[Collected data]
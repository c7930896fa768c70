//! Admin order management.

use axum::{
    Json,
    extract::{Path, State},
};
use serde::{Deserialize, Serialize};
use tracing::instrument;

use techshop_core::{OrderId, OrderStatus};

use crate::error::{AppError, Result};
use crate::middleware::RequireAdmin;
use crate::models::order::Order;
use crate::state::AppState;

/// Admin order listing view data.
#[derive(Debug, Serialize)]
pub struct AdminOrdersView {
    pub orders: Vec<Order>,
}

/// Status update payload. Accepts the capitalized status names
/// (`Processing`, `Shipped`, `Delivered`, `Cancelled`).
#[derive(Debug, Deserialize)]
pub struct StatusPayload {
    pub status: String,
}

/// All orders, oldest first.
pub async fn index(
    State(state): State<AppState>,
    _admin: RequireAdmin,
) -> Result<Json<AdminOrdersView>> {
    Ok(Json(AdminOrdersView {
        orders: state.orders().all()?,
    }))
}

/// Advance an order's status. Moves the transition table forbids are
/// rejected without touching the order.
#[instrument(skip_all, fields(order_id = id))]
pub async fn update_status(
    State(state): State<AppState>,
    _admin: RequireAdmin,
    Path(id): Path<i32>,
    Json(payload): Json<StatusPayload>,
) -> Result<Json<Order>> {
    let next: OrderStatus = payload
        .status
        .parse()
        .map_err(AppError::Validation)?;

    let order = state
        .orders()
        .update_status(OrderId::new(id), next)
        .await?;

    tracing::info!(order_id = %order.id, status = %order.status, "Order status updated");

    Ok(Json(order))
}
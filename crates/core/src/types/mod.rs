//! Core types for TechShop.
//!
//! This module provides type-safe wrappers for common domain concepts.

pub mod email;
pub mod id;
pub mod price;
pub mod rating;
pub mod status;

pub use email::{Email, EmailError};
pub use id::*;
pub use price::Price;
pub use rating::{Rating, RatingError};
pub use status::OrderStatus;
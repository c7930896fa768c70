//! Application state shared across handlers.

use std::sync::Arc;

use crate::config::TechShopConfig;
use crate::db::{JsonStore, OrderRepository, ProductRepository, UserRepository, WishlistRepository};
use crate::services::{AuthService, CartService, CheckoutService, WishlistService};

/// Application state shared across all handlers.
///
/// Cheaply cloneable via `Arc`; provides access to the configuration, the
/// JSON store, and the repositories and services built over it.
#[derive(Clone)]
pub struct AppState {
    inner: Arc<AppStateInner>,
}

struct AppStateInner {
    config: TechShopConfig,
    store: JsonStore,
}

impl AppState {
    /// Create application state over the configured data directory.
    #[must_use]
    pub fn new(config: TechShopConfig) -> Self {
        let store = JsonStore::open(&config.data_dir);
        Self::with_store(config, store)
    }

    /// Create application state over an explicit store (used by tests to
    /// swap in the in-memory backend).
    #[must_use]
    pub fn with_store(config: TechShopConfig, store: JsonStore) -> Self {
        Self {
            inner: Arc::new(AppStateInner { config, store }),
        }
    }

    /// Get a reference to the configuration.
    #[must_use]
    pub fn config(&self) -> &TechShopConfig {
        &self.inner.config
    }

    /// Get a reference to the JSON store.
    #[must_use]
    pub fn store(&self) -> &JsonStore {
        &self.inner.store
    }

    /// Product repository.
    #[must_use]
    pub fn products(&self) -> ProductRepository {
        ProductRepository::new(self.store())
    }

    /// User repository.
    #[must_use]
    pub fn users(&self) -> UserRepository {
        UserRepository::new(self.store())
    }

    /// Order repository.
    #[must_use]
    pub fn orders(&self) -> OrderRepository {
        OrderRepository::new(self.store())
    }

    /// Wishlist repository.
    #[must_use]
    pub fn wishlists(&self) -> WishlistRepository {
        WishlistRepository::new(self.store())
    }

    /// Authentication service.
    #[must_use]
    pub fn auth(&self) -> AuthService {
        AuthService::new(self.store())
    }

    /// Cart service.
    #[must_use]
    pub fn cart(&self) -> CartService {
        CartService::new(self.store())
    }

    /// Checkout service.
    #[must_use]
    pub fn checkout(&self) -> CheckoutService {
        CheckoutService::new(self.store())
    }

    /// Wishlist service.
    #[must_use]
    pub fn wishlist(&self) -> WishlistService {
        WishlistService::new(self.store())
    }
}
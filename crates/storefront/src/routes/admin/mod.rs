//! Admin console route handlers.
//!
//! Nested under `/admin`. Every handler except login takes the
//! [`RequireAdmin`] extractor, which checks the `admin_logged_in` session
//! flag.

pub mod auth;
pub mod orders;
pub mod products;

use axum::{
    Json,
    Router,
    extract::State,
    routing::{get, post},
};
use serde::Serialize;

use techshop_core::Price;

use crate::error::Result;
use crate::middleware::RequireAdmin;
use crate::models::order::Order;
use crate::state::AppState;

/// Number of recent orders shown on the dashboard.
const RECENT_ORDERS: usize = 5;

/// Dashboard view data.
#[derive(Debug, Serialize)]
pub struct DashboardView {
    pub total_products: usize,
    pub total_orders: usize,
    pub total_revenue: Price,
    pub recent_orders: Vec<Order>,
}

/// Category listing view data.
#[derive(Debug, Serialize)]
pub struct CategoriesView {
    pub categories: Vec<String>,
}

/// Create the admin console router.
pub fn routes() -> Router<AppState> {
    Router::new()
        .route("/login", post(auth::login))
        .route("/logout", post(auth::logout))
        .route("/dashboard", get(dashboard))
        .route("/products", get(products::index).post(products::create))
        .route(
            "/products/{id}",
            post(products::update).delete(products::delete),
        )
        .route("/orders", get(orders::index))
        .route("/orders/{id}/status", post(orders::update_status))
        .route("/categories", get(categories))
}

/// Dashboard: catalog size, order count, revenue, most recent orders.
pub async fn dashboard(
    State(state): State<AppState>,
    _admin: RequireAdmin,
) -> Result<Json<DashboardView>> {
    let total_products = state.products().all()?.len();
    let orders = state.orders().all()?;

    let total_revenue: Price = orders.iter().map(|o| o.total).sum();
    let recent_orders: Vec<Order> = orders.iter().rev().take(RECENT_ORDERS).cloned().collect();

    Ok(Json(DashboardView {
        total_products,
        total_orders: orders.len(),
        total_revenue,
        recent_orders,
    }))
}

/// Distinct category names.
pub async fn categories(
    State(state): State<AppState>,
    _admin: RequireAdmin,
) -> Result<Json<CategoriesView>> {
    Ok(Json(CategoriesView {
        categories: state.products().categories()?,
    }))
}
//! Wishlist repository.

use chrono::Utc;

use techshop_core::{ProductId, UserId};

use super::{Collection, JsonStore, RepositoryError};
use crate::models::wishlist::{Wishlist, WishlistItem};

/// Collection name for wishlists.
pub const COLLECTION: &str = "wishlists";

/// Repository for per-user wishlists.
#[derive(Clone)]
pub struct WishlistRepository {
    wishlists: Collection<Wishlist>,
}

impl WishlistRepository {
    /// Create a repository over `store`.
    #[must_use]
    pub fn new(store: &JsonStore) -> Self {
        Self {
            wishlists: store.collection(COLLECTION),
        }
    }

    /// The user's wishlist; empty if they have never saved anything.
    ///
    /// # Errors
    ///
    /// Returns `RepositoryError::Io`/`Corrupt` if the collection cannot be
    /// loaded.
    pub fn for_user(&self, user_id: UserId) -> Result<Wishlist, RepositoryError> {
        Ok(self
            .wishlists
            .load()?
            .into_iter()
            .find(|w| w.user_id == user_id)
            .unwrap_or_else(|| Wishlist::empty(user_id)))
    }

    /// Number of saved products.
    ///
    /// # Errors
    ///
    /// Returns `RepositoryError::Io`/`Corrupt` if the collection cannot be
    /// loaded.
    pub fn count(&self, user_id: UserId) -> Result<usize, RepositoryError> {
        Ok(self.for_user(user_id)?.items.len())
    }

    /// Save a product to the user's wishlist, creating the record on first
    /// use.
    ///
    /// # Errors
    ///
    /// Returns `RepositoryError::Conflict` if the product is already
    /// saved; the wishlist is left unchanged.
    pub async fn add(&self, user_id: UserId, product_id: ProductId) -> Result<(), RepositoryError> {
        self.wishlists
            .with_mut(|wishlists| {
                let item = WishlistItem {
                    product_id,
                    added_at: Utc::now(),
                };

                if let Some(wishlist) = wishlists.iter_mut().find(|w| w.user_id == user_id) {
                    if wishlist.contains(product_id) {
                        return Err(RepositoryError::Conflict(
                            "product already in wishlist".to_owned(),
                        ));
                    }
                    wishlist.items.push(item);
                } else {
                    let mut wishlist = Wishlist::empty(user_id);
                    wishlist.items.push(item);
                    wishlists.push(wishlist);
                }
                Ok(())
            })
            .await
    }

    /// Remove a product from the user's wishlist.
    ///
    /// Returns `true` if it was present.
    ///
    /// # Errors
    ///
    /// Returns `RepositoryError::Io`/`Corrupt` on persistence failure.
    pub async fn remove(
        &self,
        user_id: UserId,
        product_id: ProductId,
    ) -> Result<bool, RepositoryError> {
        self.wishlists
            .with_mut(|wishlists| {
                let Some(wishlist) = wishlists.iter_mut().find(|w| w.user_id == user_id) else {
                    return Ok(false);
                };
                let before = wishlist.items.len();
                wishlist.items.retain(|item| item.product_id != product_id);
                Ok(wishlist.items.len() < before)
            })
            .await
    }
}
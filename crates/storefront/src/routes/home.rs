//! Home page handler.

use axum::{Json, extract::State};
use serde::Serialize;

use crate::error::Result;
use crate::models::product::Product;
use crate::state::AppState;

/// Number of products featured on the home page.
const FEATURED_COUNT: usize = 4;

/// Home page view data.
#[derive(Debug, Serialize)]
pub struct HomeView {
    pub featured_products: Vec<Product>,
}

/// Featured products: the first few catalog entries.
pub async fn home(State(state): State<AppState>) -> Result<Json<HomeView>> {
    let mut products = state.products().all()?;
    products.truncate(FEATURED_COUNT);

    Ok(Json(HomeView {
        featured_products: products,
    }))
}
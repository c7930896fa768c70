//! Session-owned shopping cart.

use std::collections::BTreeMap;

use serde::{Deserialize, Serialize};

use techshop_core::ProductId;

/// The shopping cart stored in the session under the `cart` key.
///
/// A mapping of product id (as a string key, the way the session transport
/// stores it) to a positive quantity. Entries with quantity zero are
/// deleted, not zeroed.
#[derive(Debug, Clone, Default, PartialEq, Eq, Serialize, Deserialize)]
#[serde(transparent)]
pub struct Cart(BTreeMap<String, u32>);

impl Cart {
    fn key(product_id: ProductId) -> String {
        product_id.to_string()
    }

    /// Quantity currently in the cart for `product_id` (zero if absent).
    #[must_use]
    pub fn quantity(&self, product_id: ProductId) -> u32 {
        self.0.get(&Self::key(product_id)).copied().unwrap_or(0)
    }

    /// Add `quantity` units on top of whatever is already in the cart.
    pub fn accumulate(&mut self, product_id: ProductId, quantity: u32) {
        *self.0.entry(Self::key(product_id)).or_insert(0) += quantity;
    }

    /// Set the line to an exact quantity. Zero removes the line entirely.
    pub fn set(&mut self, product_id: ProductId, quantity: u32) {
        if quantity == 0 {
            self.0.remove(&Self::key(product_id));
        } else {
            self.0.insert(Self::key(product_id), quantity);
        }
    }

    /// Remove the line for `product_id`.
    pub fn remove(&mut self, product_id: ProductId) {
        self.0.remove(&Self::key(product_id));
    }

    /// Drop every line.
    pub fn clear(&mut self) {
        self.0.clear();
    }

    /// Whether the cart has no lines.
    #[must_use]
    pub fn is_empty(&self) -> bool {
        self.0.is_empty()
    }

    /// Total number of units across all lines (the cart badge count).
    #[must_use]
    pub fn item_count(&self) -> u32 {
        self.0.values().sum()
    }

    /// Cart lines as typed (product id, quantity) pairs. Keys that no
    /// longer parse as product ids are skipped.
    pub fn lines(&self) -> impl Iterator<Item = (ProductId, u32)> + '_ {
        self.0
            .iter()
            .filter_map(|(key, &quantity)| key.parse::<ProductId>().ok().map(|id| (id, quantity)))
    }
}
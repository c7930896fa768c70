//! Storefront configuration loaded from environment variables.
//!
//! # Environment Variables
//!
//! ## Required
//! - `TECHSHOP_SESSION_SECRET` - Session signing secret (min 64 chars, high
//!   entropy; it is used directly as cookie signing key material)
//!
//! ## Optional
//! - `TECHSHOP_DATA_DIR` - Directory holding the JSON collections (default: data)
//! - `TECHSHOP_HOST` - Bind address (default: 127.0.0.1)
//! - `TECHSHOP_PORT` - Listen port (default: 3000)
//! - `TECHSHOP_BASE_URL` - Public URL, controls the Secure cookie flag
//!   (default: <http://localhost:3000>)

use std::collections::HashMap;
use std::net::{IpAddr, SocketAddr};
use std::path::PathBuf;

use secrecy::{ExposeSecret, SecretString};
use thiserror::Error;

const MIN_SESSION_SECRET_LENGTH: usize = 64;
const MIN_ENTROPY_BITS_PER_CHAR: f64 = 3.3;

/// Blocklist of common placeholder patterns (case-insensitive)
const PLACEHOLDER_PATTERNS: &[&str] = &[
    "your-",
    "changeme",
    "replace",
    "placeholder",
    "example",
    "secret",
    "password",
    "xxx",
    "todo",
    "fixme",
    "insert",
    "enter-",
];

/// Configuration errors that can occur during loading.
#[derive(Debug, Error)]
pub enum ConfigError {
    #[error("Missing environment variable: {0}")]
    MissingEnvVar(String),
    #[error("Invalid environment variable {0}: {1}")]
    InvalidEnvVar(String, String),
    #[error("Insecure secret in {0}: {1}")]
    InsecureSecret(String, String),
}

/// Storefront application configuration.
#[derive(Debug, Clone)]
pub struct TechShopConfig {
    /// Directory holding the JSON collection files
    pub data_dir: PathBuf,
    /// IP address to bind the server to
    pub host: IpAddr,
    /// Port to listen on
    pub port: u16,
    /// Public base URL for the storefront
    pub base_url: String,
    /// Session signing secret
    pub session_secret: SecretString,
}

impl TechShopConfig {
    /// Load configuration from environment variables.
    ///
    /// Calls `dotenvy::dotenv()` to load from `.env` file if present.
    ///
    /// # Errors
    ///
    /// Returns `ConfigError` if required variables are missing, invalid, or
    /// if the session secret fails validation (placeholder detection,
    /// entropy check).
    pub fn from_env() -> Result<Self, ConfigError> {
        // Load .env file if present (ignore errors if not found)
        let _ = dotenvy::dotenv();

        let data_dir = PathBuf::from(get_env_or_default("TECHSHOP_DATA_DIR", "data"));
        let host = get_env_or_default("TECHSHOP_HOST", "127.0.0.1")
            .parse::<IpAddr>()
            .map_err(|e| ConfigError::InvalidEnvVar("TECHSHOP_HOST".to_string(), e.to_string()))?;
        let port = get_env_or_default("TECHSHOP_PORT", "3000")
            .parse::<u16>()
            .map_err(|e| ConfigError::InvalidEnvVar("TECHSHOP_PORT".to_string(), e.to_string()))?;
        let base_url = get_env_or_default("TECHSHOP_BASE_URL", "http://localhost:3000");
        let session_secret = get_validated_secret("TECHSHOP_SESSION_SECRET")?;
        validate_session_secret(&session_secret, "TECHSHOP_SESSION_SECRET")?;

        Ok(Self {
            data_dir,
            host,
            port,
            base_url,
            session_secret,
        })
    }

    /// Returns the socket address for binding the server.
    #[must_use]
    pub const fn socket_addr(&self) -> SocketAddr {
        SocketAddr::new(self.host, self.port)
    }
}

// =============================================================================
// Helper Functions
// =============================================================================

/// Get a required environment variable.
fn get_required_env(key: &str) -> Result<String, ConfigError> {
    std::env::var(key).map_err(|_| ConfigError::MissingEnvVar(key.to_string()))
}

/// Get an environment variable with a default value.
fn get_env_or_default(key: &str, default: &str) -> String {
    std::env::var(key).unwrap_or_else(|_| default.to_string())
}

/// Validate that a session secret meets minimum length requirements.
fn validate_session_secret(secret: &SecretString, var_name: &str) -> Result<(), ConfigError> {
    let value = secret.expose_secret();
    if value.len() < MIN_SESSION_SECRET_LENGTH {
        return Err(ConfigError::InsecureSecret(
            var_name.to_string(),
            format!(
                "must be at least {} characters (got {})",
                MIN_SESSION_SECRET_LENGTH,
                value.len()
            ),
        ));
    }
    Ok(())
}

/// Calculate Shannon entropy in bits per character.
fn shannon_entropy(s: &str) -> f64 {
    if s.is_empty() {
        return 0.0;
    }

    let mut freq: HashMap<char, usize> = HashMap::new();
    for c in s.chars() {
        *freq.entry(c).or_insert(0) += 1;
    }

    #[allow(clippy::cast_precision_loss)] // String length will never exceed f64 precision
    let len = s.len() as f64;
    freq.values()
        .map(|&count| {
            #[allow(clippy::cast_precision_loss)]
            let p = count as f64 / len;
            -p * p.log2()
        })
        .sum()
}

/// Validate that a secret is not a placeholder and has sufficient entropy.
fn validate_secret_strength(secret: &str, var_name: &str) -> Result<(), ConfigError> {
    let lower = secret.to_lowercase();

    // Check blocklist
    for pattern in PLACEHOLDER_PATTERNS {
        if lower.contains(pattern) {
            return Err(ConfigError::InsecureSecret(
                var_name.to_string(),
                format!("appears to be a placeholder (contains '{pattern}')"),
            ));
        }
    }

    // Check entropy (real secrets have high entropy)
    let entropy = shannon_entropy(secret);
    if entropy < MIN_ENTROPY_BITS_PER_CHAR {
        return Err(ConfigError::InsecureSecret(
            var_name.to_string(),
            format!(
                "entropy too low ({entropy:.2} bits/char, need >= {MIN_ENTROPY_BITS_PER_CHAR:.1}). Use a randomly generated secret."
            ),
        ));
    }

    Ok(())
}

/// Load and validate a secret from environment.
fn get_validated_secret(key: &str) -> Result<SecretString, ConfigError> {
    let value = get_required_env(key)?;
    validate_secret_strength(&value, key)?;
    Ok(SecretString::from(value))
}
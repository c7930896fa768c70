//! Product domain types.

use chrono::{DateTime, Utc};
use serde::{Deserialize, Serialize};

use techshop_core::{Price, ProductId, Rating, UserId};

/// A customer review attached to a product.
///
/// One review per user: a second submission by the same user replaces the
/// first.
#[derive(Debug, Clone, Serialize, Deserialize)]
pub struct Review {
    /// Reviewer's user ID.
    pub user_id: UserId,
    /// Reviewer's display name, captured at submission time.
    pub user_name: String,
    /// Star rating, 1-5.
    pub rating: Rating,
    /// Free-text comment.
    #[serde(default)]
    pub comment: String,
    /// When the review was (last) submitted.
    pub date: DateTime<Utc>,
}

/// A catalog product.
#[derive(Debug, Clone, Serialize, Deserialize)]
pub struct Product {
    /// Unique product ID.
    pub id: ProductId,
    /// Display name.
    pub name: String,
    /// Unit price. Cart and checkout both read the current value; orders
    /// snapshot it into their line items.
    pub price: Price,
    /// Free-text category.
    pub category: String,
    /// Display image reference.
    #[serde(default)]
    pub image: String,
    /// Free-text description.
    #[serde(default)]
    pub description: String,
    /// Units on hand. Decremented at checkout, never below zero.
    pub stock: u32,
    /// Customer reviews.
    #[serde(default, skip_serializing_if = "Vec::is_empty")]
    pub reviews: Vec<Review>,
}

impl Product {
    /// Average review rating, if any reviews exist.
    #[must_use]
    pub fn average_rating(&self) -> Option<f64> {
        if self.reviews.is_empty() {
            return None;
        }
        let sum: u32 = self.reviews.iter().map(|r| u32::from(r.rating.as_u8())).sum();
        #[allow(clippy::cast_precision_loss)] // Review counts stay tiny
        Some(f64::from(sum) / self.reviews.len() as f64)
    }
}

/// Mutable product fields, used for admin create and full-field replace.
#[derive(Debug, Clone, Serialize, Deserialize)]
pub struct ProductFields {
    pub name: String,
    pub price: Price,
    pub category: String,
    #[serde(default)]
    pub image: String,
    #[serde(default)]
    pub description: String,
    pub stock: u32,
}

impl ProductFields {
    /// Apply these fields onto an existing product, keeping its ID and
    /// reviews.
    pub fn apply_to(&self, product: &mut Product) {
        product.name = self.name.clone();
        product.price = self.price;
        product.category = self.category.clone();
        product.image = self.image.clone();
        product.description = self.description.clone();
        product.stock = self.stock;
    }
}
//! Admin product management.

use axum::{
    Form, Json,
    extract::{Path, State},
};
use serde::{Deserialize, Serialize};
use tracing::instrument;

use techshop_core::{Price, ProductId};

use crate::error::{AppError, Result};
use crate::middleware::RequireAdmin;
use crate::models::product::{Product, ProductFields};
use crate::routes::Ack;
use crate::state::AppState;

/// Admin product listing view data.
#[derive(Debug, Serialize)]
pub struct AdminProductsView {
    pub products: Vec<Product>,
    pub categories: Vec<String>,
}

/// Product form data for create and full-field replace.
#[derive(Debug, Deserialize)]
pub struct ProductForm {
    pub name: String,
    pub price: Price,
    pub category: String,
    pub image: Option<String>,
    pub description: Option<String>,
    pub stock: u32,
}

impl ProductForm {
    /// Field-level validation: non-empty name and category, non-negative
    /// price. Stock is non-negative by type.
    fn into_fields(self) -> Result<ProductFields> {
        if self.name.trim().is_empty() {
            return Err(AppError::Validation("name is required".to_owned()));
        }
        if self.category.trim().is_empty() {
            return Err(AppError::Validation("category is required".to_owned()));
        }
        if self.price.is_negative() {
            return Err(AppError::Validation("price cannot be negative".to_owned()));
        }

        Ok(ProductFields {
            name: self.name.trim().to_owned(),
            price: self.price,
            category: self.category.trim().to_owned(),
            image: self.image.unwrap_or_default(),
            description: self.description.unwrap_or_default(),
            stock: self.stock,
        })
    }
}

/// Full catalog with categories.
pub async fn index(
    State(state): State<AppState>,
    _admin: RequireAdmin,
) -> Result<Json<AdminProductsView>> {
    let repo = state.products();
    Ok(Json(AdminProductsView {
        products: repo.all()?,
        categories: repo.categories()?,
    }))
}

/// Create a product.
#[instrument(skip_all)]
pub async fn create(
    State(state): State<AppState>,
    _admin: RequireAdmin,
    Form(form): Form<ProductForm>,
) -> Result<Json<Product>> {
    let product = state.products().create(form.into_fields()?).await?;

    tracing::info!(product_id = %product.id, "Product created");

    Ok(Json(product))
}

/// Replace every mutable field of a product.
#[instrument(skip_all, fields(product_id = id))]
pub async fn update(
    State(state): State<AppState>,
    _admin: RequireAdmin,
    Path(id): Path<i32>,
    Form(form): Form<ProductForm>,
) -> Result<Json<Product>> {
    let product = state
        .products()
        .update(ProductId::new(id), form.into_fields()?)
        .await?;

    Ok(Json(product))
}

/// Delete a product.
#[instrument(skip_all, fields(product_id = id))]
pub async fn delete(
    State(state): State<AppState>,
    _admin: RequireAdmin,
    Path(id): Path<i32>,
) -> Result<Json<Ack>> {
    let deleted = state.products().delete(ProductId::new(id)).await?;
    if !deleted {
        return Err(AppError::NotFound("product".to_owned()));
    }

    Ok(Json(Ack::ok("product deleted")))
}
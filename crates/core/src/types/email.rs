//! Email address type.

use core::fmt;

use serde::{Deserialize, Serialize};

/// Errors that can occur when parsing an [`Email`].
#[derive(thiserror::Error, Debug, Clone)]
pub enum EmailError {
    /// The input string is empty.
    #[error("email cannot be empty")]
    Empty,
    /// The input string is too long.
    #[error("email must be at most {max} characters")]
    TooLong {
        /// Maximum allowed length.
        max: usize,
    },
    /// The input does not contain an @ symbol.
    #[error("email must contain an @ symbol")]
    MissingAtSymbol,
    /// The local part (before @) is empty.
    #[error("email local part cannot be empty")]
    EmptyLocalPart,
    /// The domain part (after @) is empty.
    #[error("email domain cannot be empty")]
    EmptyDomain,
}

/// An email address.
///
/// Provides structural validation only: a local part and a domain separated
/// by an @ symbol, within the RFC 5321 length limit. Anything stricter is
/// the mail provider's problem.
#[derive(Debug, Clone, Serialize, Deserialize, PartialEq, Eq, Hash)]
#[serde(transparent)]
pub struct Email(String);

impl Email {
    /// Maximum length of an email address (RFC 5321).
    pub const MAX_LENGTH: usize = 254;

    /// Parse an `Email` from a string.
    ///
    /// # Errors
    ///
    /// Returns an error if the input is empty, longer than 254 characters,
    /// missing an @ symbol, or has an empty local part or domain.
    pub fn parse(s: &str) -> Result<Self, EmailError> {
        if s.is_empty() {
            return Err(EmailError::Empty);
        }

        if s.len() > Self::MAX_LENGTH {
            return Err(EmailError::TooLong {
                max: Self::MAX_LENGTH,
            });
        }

        let at_pos = s.find('@').ok_or(EmailError::MissingAtSymbol)?;

        if at_pos == 0 {
            return Err(EmailError::EmptyLocalPart);
        }

        if at_pos == s.len() - 1 {
            return Err(EmailError::EmptyDomain);
        }

        Ok(Self(s.to_owned()))
    }

    /// Returns the email address as a string slice.
    #[must_use]
    pub fn as_str(&self) -> &str {
        &self.0
    }

    /// Consumes the `Email` and returns its inner string.
    #[must_use]
    pub fn into_inner(self) -> String {
        self.0
    }
}

impl fmt::Display for Email {
    fn fmt(&self, f: &mut fmt::Formatter<'_>) -> fmt::Result {
        write!(f, "{}", self.0)
    }
}

impl std::str::FromStr for Email {
    type Err = EmailError;

    fn from_str(s: &str) -> Result<Self, Self::Err> {
        Self::parse(s)
    }
}

impl AsRef<str> for Email {
    fn as_ref(&self) -> &str {
        &self.0
    }
}

#[cfg(test)]
#[allow(clippy::unwrap_used)]
mod tests {
    use super::*;

    #[test]
    fn test_parse_valid_emails() {
        assert!(Email::parse("user@example.com").is_ok());
        assert!(Email::parse("user.name+tag@shop.co.uk").is_ok());
        assert!(Email::parse("a@b.c").is_ok());
    }

    #[test]
    fn test_parse_rejects_malformed() {
        assert!(matches!(Email::parse(""), Err(EmailError::Empty)));
        assert!(matches!(
            Email::parse("no-at-symbol"),
            Err(EmailError::MissingAtSymbol)
        ));
        assert!(matches!(
            Email::parse("@shop.com"),
            Err(EmailError::EmptyLocalPart)
        ));
        assert!(matches!(Email::parse("user@"), Err(EmailError::EmptyDomain)));
    }

    #[test]
    fn test_parse_too_long() {
        let long = format!("{}@example.com", "a".repeat(250));
        assert!(matches!(
            Email::parse(&long),
            Err(EmailError::TooLong { .. })
        ));
    }

    #[test]
    fn test_serde_roundtrip() {
        let email = Email::parse("user@example.com").unwrap();
        let json = serde_json::to_string(&email).unwrap();
        assert_eq!(json, "\"user@example.com\"");

        let parsed: Email = serde_json::from_str(&json).unwrap();
        assert_eq!(parsed, email);
    }
}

» What this task involves: Reproduce every line above containing "over".

» Answer for the task:
/// JSON store, and the repositories and services built over it.
    /// Create application state over the configured data directory.
    /// Create application state over an explicit store (used by tests to
    /// Create a repository over `store`.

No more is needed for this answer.